Révolution intérieure et transfiguration urbaine

« J’ai tout abandonné : clefs, argent, papiers. » Tel aurait pu être le point de départ du dernier roman de Yannick Haenel, tel est l’aboutissement de La conjuration de Philippe Vasset qui se propose non seulement de ré-enchanter l’espace urbain mais d’accomplir aussi une révolution même des sensations. Le narrateur est un promeneur solitaire qu’inquiète la disparition programmée dans le tissu urbain des terrains vagues, de ces zones blanches et inaccessibles que seuls quelques paranoïaques fuyant les ondes électromagnétiques recherchent peut-être encore. La ville que décrit l’auteur est devenue un réseau complexe de constructions et de bâtiments dont la force centrifuge annexe toujours plus la périphérie de nos villes. La société du spectacle, déjà sous la plume de Guy Debord, s’incarnait dans un aménagement dénaturé du territoire.

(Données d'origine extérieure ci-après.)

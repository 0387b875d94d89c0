use serde::{Deserialize, Serialize};

use crate::error::ApiError;

/// Path of the generation endpoint, relative to the service base URL.
pub const GENERATE_PATH: &str = "generate";

/// Multipart field names understood by the generation service.
pub mod fields {
    pub const IMAGE: &str = "image";
    pub const PROMPT: &str = "prompt";
    pub const ASPECT_RATIO: &str = "aspect_ratio";
}

/// Body of a generation response. Success and failure share one shape on
/// the wire; the HTTP status decides which field is meaningful.
#[derive(Debug, Clone, Default, Serialize, Deserialize, PartialEq, Eq)]
pub struct GenerateResponse {
    #[serde(default, skip_serializing_if = "Option::is_none")]
    pub generated_image_url: Option<String>,
    #[serde(default, skip_serializing_if = "Option::is_none")]
    pub error: Option<String>,
}

impl GenerateResponse {
    pub fn success(url: impl Into<String>) -> Self {
        Self {
            generated_image_url: Some(url.into()),
            error: None,
        }
    }

    pub fn failure(message: impl Into<String>) -> Self {
        Self {
            generated_image_url: None,
            error: Some(message.into()),
        }
    }

    pub fn api_error(&self) -> ApiError {
        ApiError {
            error: self.error.clone(),
        }
    }
}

En errance, le narrateur retrouve André, une ancienne connaissance, auteur dans les années 80 de thrillers politico-financiers. Face à la déferlante religieuse et à ses innombrables avatars, les deux amis vont conjuguer leurs efforts et partir en quête d’un espace non encore passé sous la coupe de promoteurs véreux et ce, afin d’en confier l’usage à une des sectes de leur choix. Devenu consultant en implantation religieuse, le narrateur mène alors une étude approfondie du terrain dont l’hilarité n’est pas la moindre des réussites. Il sera guidé en cela par une jeune femme, Jeanne, qui lui permettra de s’immiscer dans les recoins les plus inaccessibles de l’espace urbain.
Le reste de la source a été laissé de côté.